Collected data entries
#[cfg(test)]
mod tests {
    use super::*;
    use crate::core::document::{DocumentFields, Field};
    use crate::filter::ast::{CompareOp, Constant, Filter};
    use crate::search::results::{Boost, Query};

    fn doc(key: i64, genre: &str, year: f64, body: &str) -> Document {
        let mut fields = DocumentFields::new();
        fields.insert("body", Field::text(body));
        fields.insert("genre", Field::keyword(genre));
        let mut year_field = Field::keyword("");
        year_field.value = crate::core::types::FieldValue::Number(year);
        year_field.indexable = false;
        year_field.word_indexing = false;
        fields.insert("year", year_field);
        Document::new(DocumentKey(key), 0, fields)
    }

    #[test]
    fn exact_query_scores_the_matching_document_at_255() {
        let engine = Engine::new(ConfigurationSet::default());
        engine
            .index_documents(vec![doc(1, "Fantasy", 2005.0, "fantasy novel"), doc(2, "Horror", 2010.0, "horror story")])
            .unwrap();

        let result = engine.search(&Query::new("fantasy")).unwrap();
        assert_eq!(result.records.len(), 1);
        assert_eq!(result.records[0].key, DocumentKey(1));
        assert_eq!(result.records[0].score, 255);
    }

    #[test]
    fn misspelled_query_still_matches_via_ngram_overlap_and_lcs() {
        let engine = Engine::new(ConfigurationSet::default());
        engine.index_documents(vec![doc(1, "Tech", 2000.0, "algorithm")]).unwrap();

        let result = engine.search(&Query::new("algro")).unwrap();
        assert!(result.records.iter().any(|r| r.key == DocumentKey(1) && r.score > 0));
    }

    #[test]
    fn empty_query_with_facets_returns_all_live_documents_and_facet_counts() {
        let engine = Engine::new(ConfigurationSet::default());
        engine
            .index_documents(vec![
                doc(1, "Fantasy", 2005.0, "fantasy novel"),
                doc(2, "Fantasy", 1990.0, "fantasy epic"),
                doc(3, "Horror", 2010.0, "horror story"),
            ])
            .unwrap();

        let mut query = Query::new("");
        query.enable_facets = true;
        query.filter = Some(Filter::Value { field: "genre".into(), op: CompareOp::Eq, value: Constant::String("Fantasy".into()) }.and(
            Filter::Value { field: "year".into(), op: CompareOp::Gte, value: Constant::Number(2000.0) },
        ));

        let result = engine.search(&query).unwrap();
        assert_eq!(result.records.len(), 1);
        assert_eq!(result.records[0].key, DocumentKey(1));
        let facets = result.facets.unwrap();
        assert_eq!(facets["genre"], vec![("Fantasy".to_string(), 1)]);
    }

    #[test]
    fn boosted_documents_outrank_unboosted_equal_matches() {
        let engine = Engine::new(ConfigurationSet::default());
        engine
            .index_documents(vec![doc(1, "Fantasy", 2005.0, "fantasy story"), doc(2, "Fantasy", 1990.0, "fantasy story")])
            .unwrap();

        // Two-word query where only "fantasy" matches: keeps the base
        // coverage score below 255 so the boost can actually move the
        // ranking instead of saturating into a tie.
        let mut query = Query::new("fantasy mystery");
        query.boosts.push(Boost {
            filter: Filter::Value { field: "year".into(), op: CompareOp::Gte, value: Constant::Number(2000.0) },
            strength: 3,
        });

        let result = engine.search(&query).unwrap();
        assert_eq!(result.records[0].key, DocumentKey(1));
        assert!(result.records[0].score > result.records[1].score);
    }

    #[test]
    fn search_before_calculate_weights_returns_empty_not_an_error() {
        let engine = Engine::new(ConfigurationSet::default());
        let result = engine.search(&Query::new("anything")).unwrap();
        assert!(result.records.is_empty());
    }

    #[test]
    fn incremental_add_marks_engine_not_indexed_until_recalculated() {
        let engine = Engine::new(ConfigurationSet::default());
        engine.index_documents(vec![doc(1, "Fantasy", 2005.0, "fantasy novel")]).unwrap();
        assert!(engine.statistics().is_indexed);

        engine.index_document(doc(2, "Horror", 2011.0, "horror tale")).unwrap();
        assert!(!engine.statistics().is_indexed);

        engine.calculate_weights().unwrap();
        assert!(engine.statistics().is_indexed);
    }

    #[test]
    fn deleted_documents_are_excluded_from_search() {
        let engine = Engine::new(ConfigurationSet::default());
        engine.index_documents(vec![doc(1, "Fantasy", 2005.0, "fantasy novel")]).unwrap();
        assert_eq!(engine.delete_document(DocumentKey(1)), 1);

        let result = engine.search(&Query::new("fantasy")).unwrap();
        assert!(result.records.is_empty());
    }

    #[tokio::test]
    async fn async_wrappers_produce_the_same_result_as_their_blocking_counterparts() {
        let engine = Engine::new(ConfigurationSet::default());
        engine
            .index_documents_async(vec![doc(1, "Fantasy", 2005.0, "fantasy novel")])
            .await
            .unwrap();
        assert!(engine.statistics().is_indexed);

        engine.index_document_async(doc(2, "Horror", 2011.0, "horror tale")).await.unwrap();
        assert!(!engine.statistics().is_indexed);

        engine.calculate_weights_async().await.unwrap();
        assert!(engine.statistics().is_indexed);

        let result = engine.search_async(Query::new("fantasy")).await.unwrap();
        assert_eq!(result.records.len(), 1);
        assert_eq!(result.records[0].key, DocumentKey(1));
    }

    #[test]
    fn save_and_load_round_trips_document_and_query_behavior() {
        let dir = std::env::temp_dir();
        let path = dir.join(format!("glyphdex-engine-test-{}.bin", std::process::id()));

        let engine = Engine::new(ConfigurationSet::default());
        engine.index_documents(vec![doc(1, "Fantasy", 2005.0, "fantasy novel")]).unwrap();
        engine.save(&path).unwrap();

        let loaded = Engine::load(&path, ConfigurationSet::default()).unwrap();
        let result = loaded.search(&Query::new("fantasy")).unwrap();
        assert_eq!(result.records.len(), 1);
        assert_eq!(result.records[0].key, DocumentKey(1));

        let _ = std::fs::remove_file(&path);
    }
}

REQUIRED ACTION -> Your reply must reproduce all records above exactly.

ANSWER BELOW ->
#[cfg(test)]
mod tests {
    use super::*;
    use crate::core::document::{DocumentFields, Field};
    use crate::filter::ast::{CompareOp, Constant, Filter};
    use crate::search::results::{Boost, Query};

    fn doc(key: i64, genre: &str, year: f64, body: &str) -> Document {
        let mut fields = DocumentFields::new();
        fields.insert("body", Field::text(body));
        fields.insert("genre", Field::keyword(genre));
        let mut year_field = Field::keyword("");
        year_field.value = crate::core::types::FieldValue::Number(year);
        year_field.indexable = false;
        year_field.word_indexing = false;
        fields.insert("year", year_field);
        Document::new(DocumentKey(key), 0, fields)
    }

    #[test]
    fn exact_query_scores_the_matching_document_at_255() {
        let engine = Engine::new(ConfigurationSet::default());
        engine
            .index_documents(vec![doc(1, "Fantasy", 2005.0, "fantasy novel"), doc(2, "Horror", 2010.0, "horror story")])
            .unwrap();

        let result = engine.search(&Query::new("fantasy")).unwrap();
        assert_eq!(result.records.len(), 1);
        assert_eq!(result.records[0].key, DocumentKey(1));
        assert_eq!(result.records[0].score, 255);
    }

    #[test]
    fn misspelled_query_still_matches_via_ngram_overlap_and_lcs() {
        let engine = Engine::new(ConfigurationSet::default());
        engine.index_documents(vec![doc(1, "Tech", 2000.0, "algorithm")]).unwrap();

        let result = engine.search(&Query::new("algro")).unwrap();
        assert!(result.records.iter().any(|r| r.key == DocumentKey(1) && r.score > 0));
    }

    #[test]
    fn empty_query_with_facets_returns_all_live_documents_and_facet_counts() {
        let engine = Engine::new(ConfigurationSet::default());
        engine
            .index_documents(vec![
                doc(1, "Fantasy", 2005.0, "fantasy novel"),
                doc(2, "Fantasy", 1990.0, "fantasy epic"),
                doc(3, "Horror", 2010.0, "horror story"),
            ])
            .unwrap();

        let mut query = Query::new("");
        query.enable_facets = true;
        query.filter = Some(Filter::Value { field: "genre".into(), op: CompareOp::Eq, value: Constant::String("Fantasy".into()) }.and(
            Filter::Value { field: "year".into(), op: CompareOp::Gte, value: Constant::Number(2000.0) },
        ));

        let result = engine.search(&query).unwrap();
        assert_eq!(result.records.len(), 1);
        assert_eq!(result.records[0].key, DocumentKey(1));
        let facets = result.facets.unwrap();
        assert_eq!(facets["genre"], vec![("Fantasy".to_string(), 1)]);
    }

    #[test]
    fn boosted_documents_outrank_unboosted_equal_matches() {
        let engine = Engine::new(ConfigurationSet::default());
        engine
            .index_documents(vec![doc(1, "Fantasy", 2005.0, "fantasy story"), doc(2, "Fantasy", 1990.0, "fantasy story")])
            .unwrap();

        // Two-word query where only "fantasy" matches: keeps the base
        // coverage score below 255 so the boost can actually move the
        // ranking instead of saturating into a tie.
        let mut query = Query::new("fantasy mystery");
        query.boosts.push(Boost {
            filter: Filter::Value { field: "year".into(), op: CompareOp::Gte, value: Constant::Number(2000.0) },
            strength: 3,
        });

        let result = engine.search(&query).unwrap();
        assert_eq!(result.records[0].key, DocumentKey(1));
        assert!(result.records[0].score > result.records[1].score);
    }

    #[test]
    fn search_before_calculate_weights_returns_empty_not_an_error() {
        let engine = Engine::new(ConfigurationSet::default());
        let result = engine.search(&Query::new("anything")).unwrap();
        assert!(result.records.is_empty());
    }

    #[test]
    fn incremental_add_marks_engine_not_indexed_until_recalculated() {
        let engine = Engine::new(ConfigurationSet::default());
        engine.index_documents(vec![doc(1, "Fantasy", 2005.0, "fantasy novel")]).unwrap();
        assert!(engine.statistics().is_indexed);

        engine.index_document(doc(2, "Horror", 2011.0, "horror tale")).unwrap();
        assert!(!engine.statistics().is_indexed);

        engine.calculate_weights().unwrap();
        assert!(engine.statistics().is_indexed);
    }

    #[test]
    fn deleted_documents_are_excluded_from_search() {
        let engine = Engine::new(ConfigurationSet::default());
        engine.index_documents(vec![doc(1, "Fantasy", 2005.0, "fantasy novel")]).unwrap();
        assert_eq!(engine.delete_document(DocumentKey(1)), 1);

        let result = engine.search(&Query::new("fantasy")).unwrap();
        assert!(result.records.is_empty());
    }

    #[tokio::test]
    async fn async_wrappers_produce_the_same_result_as_their_blocking_counterparts() {
        let engine = Engine::new(ConfigurationSet::default());
        engine
            .index_documents_async(vec![doc(1, "Fantasy", 2005.0, "fantasy novel")])
            .await
            .unwrap();
        assert!(engine.statistics().is_indexed);

        engine.index_document_async(doc(2, "Horror", 2011.0, "horror tale")).await.unwrap();
        assert!(!engine.statistics().is_indexed);

        engine.calculate_weights_async().await.unwrap();
        assert!(engine.statistics().is_indexed);

        let result = engine.search_async(Query::new("fantasy")).await.unwrap();
        assert_eq!(result.records.len(), 1);
        assert_eq!(result.records[0].key, DocumentKey(1));
    }

    #[test]
    fn save_and_load_round_trips_document_and_query_behavior() {
        let dir = std::env::temp_dir();
        let path = dir.join(format!("glyphdex-engine-test-{}.bin", std::process::id()));

        let engine = Engine::new(ConfigurationSet::default());
        engine.index_documents(vec![doc(1, "Fantasy", 2005.0, "fantasy novel")]).unwrap();
        engine.save(&path).unwrap();

        let loaded = Engine::load(&path, ConfigurationSet::default()).unwrap();
        let result = loaded.search(&Query::new("fantasy")).unwrap();
        assert_eq!(result.records.len(), 1);
        assert_eq!(result.records[0].key, DocumentKey(1));

        let _ = std::fs::remove_file(&path);
    }
}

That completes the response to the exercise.